■ **TASK TO CARRY OUT**
Whenever a line below holds the word "TreeOrder", count it; please give only the final number.

(INPUT MATERIAL Opens)

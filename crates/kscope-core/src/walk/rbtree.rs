//! Red-black trees (`struct rb_root`, `struct rb_node`).
//!
//! Colour lives in the low two bits of `__rb_parent_color`; the rest is the
//! parent address. The walk descends through `rb_left`/`rb_right` with an
//! explicit stack and checks that each child names the node it was reached
//! from as its parent. Key order is never consulted.

use tracing::trace;

use super::{pointer_member, EntryMapping, WalkState};
use crate::config::TraversalConfig;
use crate::error::{KscopeError, KscopeResult, TreeCorruption};
use crate::layout::Type;
use crate::types::Address;
use crate::value::{Target, TypedValue};

/// `struct rb_root_cached` wraps the plain root in this member.
const CACHED_ROOT: &str = "rb_root";

const OPERATION: &str = "walk a tree rooted at";

/// Member names of the tree link types
#[derive(Debug, Clone, PartialEq, Eq)]
pub struct TreeFields
{
    /// Root pointer inside `struct rb_root`
    pub root_node: String,
    /// Parent pointer with the colour packed into its low bits
    pub parent_color: String,
    pub left: String,
    pub right: String,
}

impl Default for TreeFields
{
    fn default() -> Self
    {
        Self {
            root_node: "rb_node".to_string(),
            parent_color: "__rb_parent_color".to_string(),
            left: "rb_left".to_string(),
            right: "rb_right".to_string(),
        }
    }
}

/// Order in which nodes are yielded
#[derive(Debug, Clone, Copy, PartialEq, Eq, Default)]
pub enum TreeOrder
{
    /// Left subtree, node, right subtree
    #[default]
    InOrder,
    /// Left subtree, right subtree, node; a node may be released once yielded
    PostOrder,
}

/// Where the first node comes from
#[derive(Debug, Clone, Copy)]
enum Start
{
    /// Read from the `rb_node` member of a root at this address; the first
    /// node must have no parent.
    Slot(Address),
    /// A node given directly; its parent is not checked.
    Node(Address),
}

/// Configures walks over one tree
#[derive(Debug, Clone)]
pub struct TreeWalker<'s>
{
    target: Target<'s>,
    root: Address,
    start: Start,
    node_type: Type,
    parent_offset: u64,
    left_offset: u64,
    right_offset: u64,
    order: TreeOrder,
    max_nodes: usize,
    max_depth: usize,
    entries: Option<EntryMapping>,
}

impl<'s> TreeWalker<'s>
{
    /// Walker over `root`: a `struct rb_root` (or `rb_root_cached`), a
    /// pointer to one, or a `struct rb_node *` naming a subtree.
    ///
    /// ## Errors
    ///
    /// See [`TreeWalker::with_fields`].
    pub fn new(root: &TypedValue<'s>) -> KscopeResult<Self>
    {
        Self::with_fields(root, TreeFields::default())
    }

    /// As [`TreeWalker::new`], for link types with non-default member names.
    ///
    /// ## Errors
    ///
    /// [`KscopeError::InvalidKind`] when `root` is neither a root nor a node,
    /// [`KscopeError::NullPointer`] for a null pointer to a root,
    /// [`KscopeError::CorruptTree`] for a root at address zero.
    pub fn with_fields(root: &TypedValue<'s>, fields: TreeFields) -> KscopeResult<Self>
    {
        let target = root.target();

        // A null node pointer is an empty tree, so it is not dereferenced.
        if let Some(pointee) = root.ty().pointee().filter(|ty| ty.find_field(&fields.left).is_some()) {
            let node = root.as_address()?;
            return Self::assemble(target, node, Start::Node(node), pointee, &fields);
        }

        let mut value = if root.ty().is_pointer() {
            root.dereference()?
        } else {
            root.clone()
        };
        if !value.has_field(&fields.root_node) && value.has_field(CACHED_ROOT) {
            value = value.field(CACHED_ROOT)?;
        }
        let Some(address) = value.address() else {
            return Err(KscopeError::InvalidKind {
                operation: OPERATION,
                found: value.ty().name(),
            });
        };
        if address.is_null() {
            return Err(KscopeError::corrupt_tree(address, TreeCorruption::NullRoot));
        }

        // A bare `rb_node` lands here and is rejected; subtrees go by pointer.
        let slot = match value.ty().find_field(&fields.root_node) {
            Some(field) if field.ty.is_pointer() => field,
            _ => {
                return Err(KscopeError::InvalidKind {
                    operation: OPERATION,
                    found: value.ty().name(),
                });
            }
        };
        let node_type = slot.ty.pointee().ok_or_else(|| KscopeError::InvalidKind {
            operation: OPERATION,
            found: slot.ty.name(),
        })?;
        Self::assemble(target, address, Start::Slot(address + slot.offset), node_type, &fields)
    }

    fn assemble(target: Target<'s>, root: Address, start: Start, node_type: Type, fields: &TreeFields) -> KscopeResult<Self>
    {
        let defaults = TraversalConfig::default();
        Ok(Self {
            target,
            root,
            start,
            parent_offset: pointer_member(&node_type, &fields.parent_color, OPERATION)?,
            left_offset: pointer_member(&node_type, &fields.left, OPERATION)?,
            right_offset: pointer_member(&node_type, &fields.right, OPERATION)?,
            node_type,
            order: TreeOrder::InOrder,
            max_nodes: defaults.max_tree_nodes,
            max_depth: defaults.max_tree_depth,
            entries: None,
        })
    }

    #[must_use]
    pub fn order(mut self, order: TreeOrder) -> Self
    {
        self.order = order;
        self
    }

    /// Most nodes a walk may enter before failing with `UnterminatedTree`.
    #[must_use]
    pub fn max_nodes(mut self, max: usize) -> Self
    {
        self.max_nodes = max;
        self
    }

    /// Deepest level a walk may descend to; the first node is level 1.
    #[must_use]
    pub fn max_depth(mut self, max: usize) -> Self
    {
        self.max_depth = max;
        self
    }

    /// Take both bounds from a session's configuration.
    #[must_use]
    pub fn with_config(self, config: &TraversalConfig) -> Self
    {
        self.max_nodes(config.max_tree_nodes).max_depth(config.max_tree_depth)
    }

    /// Yield the `container` objects embedding each node at `member_path`.
    ///
    /// ## Errors
    ///
    /// [`KscopeError::NoSuchField`] when `container` has no such member.
    pub fn entries(mut self, container: &Type, member_path: &str) -> KscopeResult<Self>
    {
        self.entries = Some(EntryMapping::new(container, member_path)?);
        Ok(self)
    }

    /// Address of the root object the walker was built from.
    #[must_use]
    pub fn root(&self) -> Address
    {
        self.root
    }

    /// Start a fresh walk.
    #[must_use]
    pub fn walk(&self) -> TreeWalk<'s>
    {
        TreeWalk {
            walker: self.clone(),
            state: WalkState::NotStarted,
            stack: Vec::new(),
            entered: 0,
        }
    }
}

#[derive(Debug, Clone, Copy, PartialEq, Eq)]
enum Stage
{
    Left,
    Right,
    Visit,
}

/// A node on the descent stack, with its links read once on entry
#[derive(Debug)]
struct Frame
{
    node: Address,
    left: Address,
    right: Address,
    depth: usize,
    stage: Stage,
}

/// A walk in progress; see [`TreeWalker::walk`]
#[derive(Debug)]
pub struct TreeWalk<'s>
{
    walker: TreeWalker<'s>,
    state: WalkState,
    stack: Vec<Frame>,
    entered: usize,
}

impl<'s> TreeWalk<'s>
{
    #[must_use]
    pub fn state(&self) -> WalkState
    {
        self.state
    }

    /// Nodes read so far.
    #[must_use]
    pub fn visited(&self) -> usize
    {
        self.entered
    }

    fn link(&self, bytes: &[u8], offset: u64, node: Address) -> KscopeResult<Address>
    {
        let context = self.walker.target.context();
        let start = usize::try_from(offset).unwrap_or(usize::MAX);
        let width = usize::from(context.pointer_size());
        let slice = start
            .checked_add(width)
            .and_then(|end| bytes.get(start..end))
            .ok_or_else(|| KscopeError::InvalidArgument(format!("link at +{offset} lies outside node {node}")))?;
        context.read_pointer(slice)
    }

    /// Read `node` and push it, checking bounds and its parent link.
    fn enter(&mut self, node: Address, parent: Option<Address>, depth: usize) -> KscopeResult<()>
    {
        let root = self.walker.root;
        if depth > self.walker.max_depth {
            return Err(KscopeError::UnterminatedTree {
                root,
                visited: self.entered,
                detail: format!("depth exceeds {} at node {node}", self.walker.max_depth),
            });
        }
        if self.entered >= self.walker.max_nodes {
            return Err(KscopeError::UnterminatedTree {
                root,
                visited: self.entered,
                detail: format!("more than {} nodes", self.walker.max_nodes),
            });
        }

        let size = usize::try_from(self.walker.node_type.size()).unwrap_or(usize::MAX);
        let bytes = self
            .walker
            .target
            .read(node, size)
            .map_err(|err| KscopeError::CorruptTree {
                address: node,
                reason: TreeCorruption::UnreadableNode,
                source: Some(Box::new(err)),
            })?;

        let recorded = self.link(&bytes, self.walker.parent_offset, node)?.mask_low(0b11);
        if let Some(expected) = parent {
            if recorded != expected {
                return Err(KscopeError::corrupt_tree(
                    node,
                    TreeCorruption::WrongParent {
                        expected,
                        found: recorded,
                    },
                ));
            }
        }

        let left = self.link(&bytes, self.walker.left_offset, node)?;
        let right = self.link(&bytes, self.walker.right_offset, node)?;
        self.entered += 1;
        trace!(root = %root, node = %node, depth, "tree node");
        self.stack.push(Frame {
            node,
            left,
            right,
            depth,
            stage: Stage::Left,
        });
        Ok(())
    }

    fn begin(&mut self) -> KscopeResult<()>
    {
        let (first, parent) = match self.walker.start {
            Start::Slot(slot) => {
                let first = self.walker.target.read_pointer(slot).map_err(|err| KscopeError::CorruptTree {
                    address: self.walker.root,
                    reason: TreeCorruption::UnreadableNode,
                    source: Some(Box::new(err)),
                })?;
                (first, Some(Address::ZERO))
            }
            Start::Node(node) => (node, None),
        };
        if first.is_null() {
            return Ok(());
        }
        self.enter(first, parent, 1)
    }

    /// Descend until the next node to yield, or `None` once the stack drains.
    fn advance(&mut self) -> KscopeResult<Option<Address>>
    {
        let order = self.walker.order;
        loop {
            let Some(top) = self.stack.last_mut() else {
                return Ok(None);
            };
            match top.stage {
                Stage::Left => {
                    top.stage = match order {
                        TreeOrder::InOrder => Stage::Visit,
                        TreeOrder::PostOrder => Stage::Right,
                    };
                    let (child, parent, depth) = (top.left, top.node, top.depth + 1);
                    if !child.is_null() {
                        self.enter(child, Some(parent), depth)?;
                    }
                }
                Stage::Right => {
                    let (child, parent, depth) = (top.right, top.node, top.depth + 1);
                    match order {
                        TreeOrder::InOrder => {
                            self.stack.pop();
                        }
                        TreeOrder::PostOrder => top.stage = Stage::Visit,
                    }
                    if !child.is_null() {
                        self.enter(child, Some(parent), depth)?;
                    }
                }
                Stage::Visit => {
                    let node = top.node;
                    match order {
                        TreeOrder::InOrder => top.stage = Stage::Right,
                        TreeOrder::PostOrder => {
                            self.stack.pop();
                        }
                    }
                    return Ok(Some(node));
                }
            }
        }
    }

    fn emit(&self, node: Address) -> KscopeResult<TypedValue<'s>>
    {
        match &self.walker.entries {
            Some(mapping) => mapping.apply(self.walker.target, node),
            None => Ok(TypedValue::at(self.walker.target, node, self.walker.node_type.clone())),
        }
    }
}

impl<'s> Iterator for TreeWalk<'s>
{
    type Item = KscopeResult<TypedValue<'s>>;

    fn next(&mut self) -> Option<Self::Item>
    {
        if self.state.is_finished() {
            return None;
        }
        if self.state == WalkState::NotStarted {
            self.state = WalkState::Advancing;
            if let Err(err) = self.begin() {
                self.state = WalkState::Failed;
                return Some(Err(err));
            }
        }

        let result = self.advance().and_then(|node| node.map(|node| self.emit(node)).transpose());
        match result {
            Ok(Some(value)) => Some(Ok(value)),
            Ok(None) => {
                self.state = WalkState::Exhausted;
                None
            }
            Err(err) => {
                self.state = WalkState::Failed;
                Some(Err(err))
            }
        }
    }
}

/// In-order walk of the tree at `root` (see [`TreeWalker::new`]).
///
/// ## Errors
///
/// As [`TreeWalker::new`].
pub fn walk_tree<'s>(root: &TypedValue<'s>) -> KscopeResult<TreeWalk<'s>>
{
    Ok(TreeWalker::new(root)?.walk())
}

(INPUT MATERIAL Closes)

■ **EXERCISE ANSWER**
10